Intracellular Peptide Hydrolysis by Pseudomonas putida and Pseudomonas maltophilia

Abstract

Amino acids liberated by peptidase hydrolysis of di- and oligopeptides by P. putida were measured by trinitrobenzenesulfonate assay and high voltage electrophoresis or paper chromatography followed by ninhydrin spray. Intact bacteria or periplasmic contents released by lysozyme treatment did not hydrolyze peptides. Subcellular fractionation showed that glycylmethionine peptidase activity was cytoplasmic.
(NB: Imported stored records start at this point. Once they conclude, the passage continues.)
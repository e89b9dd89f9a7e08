pub mod run;

// Re-export command functions for convenience
pub use run::{environments, local, run, LocalParams, RunParams};
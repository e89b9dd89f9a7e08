//! Error types for the tribuna scraper
//!
//! This module defines the per-stage error taxonomy used throughout the
//! application. Which stage an error belongs to decides how far it
//! propagates: item-level errors degrade a record, session-level errors end
//! one session, and only an empty aggregate ends the pipeline.

use thiserror::Error;

use crate::models::SessionSummary;

/// Errors raised by a live browser session (WebDriver transport or protocol)
#[derive(Error, Debug)]
pub enum SessionError {
    /// HTTP transport failure talking to the WebDriver endpoint
    #[error("WebDriver transport failed: {0}")]
    Transport(#[from] reqwest::Error),

    /// The endpoint answered with a W3C error object
    #[error("WebDriver error {error}: {message}")]
    WebDriver { error: String, message: String },

    /// The endpoint answered with something that is not a W3C response
    #[error("Unexpected WebDriver response: {0}")]
    Protocol(String),

    /// The session does not support this location strategy
    #[error("Unsupported locator: {0}")]
    UnsupportedLocator(String),

    /// The element handle no longer refers to an element
    #[error("Stale element: {0}")]
    StaleElement(String),
}

impl SessionError {
    /// Whether repeating the same command may succeed
    pub fn is_transient(&self) -> bool {
        match self {
            Self::Transport(_) | Self::Protocol(_) => true,
            Self::WebDriver { error, .. } => {
                matches!(error.as_str(), "timeout" | "unknown error" | "script timeout")
            }
            Self::UnsupportedLocator(_) | Self::StaleElement(_) => false,
        }
    }
}

/// Errors that prevent a session from being created
#[derive(Error, Debug)]
pub enum ProvisioningError {
    /// The hub rejected the credentials
    #[error("Authentication rejected by hub (HTTP {0})")]
    Auth(u16),

    /// The hub could not be reached
    #[error("Hub unreachable: {0}")]
    Connectivity(#[source] reqwest::Error),

    /// The hub refused the requested capabilities
    #[error("Invalid capabilities: {0}")]
    InvalidCapability(String),

    /// The hub answered but no session id could be read
    #[error("Session creation protocol error: {0}")]
    Protocol(String),
}

/// Errors that prevent a session from reaching the target section
#[derive(Error, Debug)]
pub enum NavigationError {
    /// The landing page could not be loaded, even after retries
    #[error("Landing page unreachable: {url}: {reason}")]
    LandingUnreachable { url: String, reason: String },

    /// Every locate strategy was exhausted without a match
    #[error("Could not locate the section link (tried: {})", attempted.join(", "))]
    SectionNotFound { attempted: Vec<String> },
}

/// Errors raised while harvesting item links from the section page
#[derive(Error, Debug)]
pub enum LinkCollectionError {
    /// Neither the structured locator nor the anchor scan produced a link
    #[error("No item links found on section page {0}")]
    NoLinks(String),
}

/// Errors raised while extracting a single item page
#[derive(Error, Debug)]
pub enum ExtractionError {
    /// The item page could not be loaded or snapshotted
    #[error("Item page unreachable: {url}: {source}")]
    Load {
        url: String,
        #[source]
        source: SessionError,
    },
}

/// Errors raised by the translation service (always non-fatal)
#[derive(Error, Debug)]
pub enum TranslationError {
    /// HTTP request to the translation endpoint failed
    #[error("Translation request failed: {0}")]
    Http(#[from] reqwest::Error),

    /// Endpoint answered with a non-success status
    #[error("Translation endpoint returned HTTP {0}")]
    Status(u16),

    /// Response body did not have the expected shape
    #[error("Malformed translation response: {0}")]
    Malformed(String),
}

/// Errors raised while downloading an item image (always non-fatal)
#[derive(Error, Debug)]
pub enum ImageFetchError {
    /// HTTP request failed or timed out
    #[error("Image request failed: {0}")]
    Http(#[from] reqwest::Error),

    /// Server answered with a non-success status
    #[error("Image server returned HTTP {0}")]
    Status(u16),

    /// The image could not be written to disk
    #[error("Failed to write image: {0}")]
    Io(#[from] std::io::Error),
}

/// Errors raised when merging session results
#[derive(Error, Debug)]
pub enum AggregateError {
    /// Every session came back empty while items were expected
    #[error("No items extracted from any of {} session(s)", sessions.len())]
    Empty { sessions: Vec<SessionSummary> },
}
This enzyme had a Km of 2 mM, and was stimulated 5-fold by 1 mM CO2+. Crude peptidase extract did not cleave peptides with D-residues, acylated N-terminal amino groups or N-methylated peptide bonds but otherwise showed a wide specificity. Di- or tripeptides with blocked C-terminus were hydrolyzed. Leucylleucine (12 mM) and leucylglycylglycine (10 mM) did not compete with glycylmethionine (1.2 mM) and glycylmethionylglycine (1.0 mM), respectively, for hydrolysis. P.maltophilia also contained peptidase activity (0.84 .mu.mol amino acid released from glycylmethionylglycine/min per mg protein). Peptidases of both P. putida and P. maltophilia were constitutive.